[Exercise data — start]

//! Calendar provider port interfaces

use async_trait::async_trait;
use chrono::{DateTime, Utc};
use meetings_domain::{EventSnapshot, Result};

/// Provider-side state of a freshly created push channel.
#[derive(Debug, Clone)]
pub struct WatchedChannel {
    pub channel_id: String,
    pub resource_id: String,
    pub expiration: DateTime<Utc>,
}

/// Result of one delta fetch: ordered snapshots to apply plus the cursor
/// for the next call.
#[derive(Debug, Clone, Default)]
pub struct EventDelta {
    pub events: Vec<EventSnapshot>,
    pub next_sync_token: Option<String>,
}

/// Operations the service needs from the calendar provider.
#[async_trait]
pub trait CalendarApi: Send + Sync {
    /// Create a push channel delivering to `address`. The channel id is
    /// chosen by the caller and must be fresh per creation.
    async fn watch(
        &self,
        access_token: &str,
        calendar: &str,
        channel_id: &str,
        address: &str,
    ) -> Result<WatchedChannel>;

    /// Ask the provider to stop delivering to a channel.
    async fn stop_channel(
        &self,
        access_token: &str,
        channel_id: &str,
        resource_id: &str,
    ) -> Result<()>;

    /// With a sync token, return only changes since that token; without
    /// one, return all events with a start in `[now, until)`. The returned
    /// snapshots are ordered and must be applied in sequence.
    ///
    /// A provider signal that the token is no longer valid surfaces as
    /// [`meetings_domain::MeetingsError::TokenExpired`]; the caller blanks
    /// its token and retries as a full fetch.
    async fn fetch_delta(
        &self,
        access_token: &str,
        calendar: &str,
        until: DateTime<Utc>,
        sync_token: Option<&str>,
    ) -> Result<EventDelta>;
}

[Exercise data — finish]

- Exercise instructions -
All lines carrying the word "that" must be copied from the data above.

- Worked solution -
    /// With a sync token, return only changes since that token; without
    /// A provider signal that the token is no longer valid surfaces as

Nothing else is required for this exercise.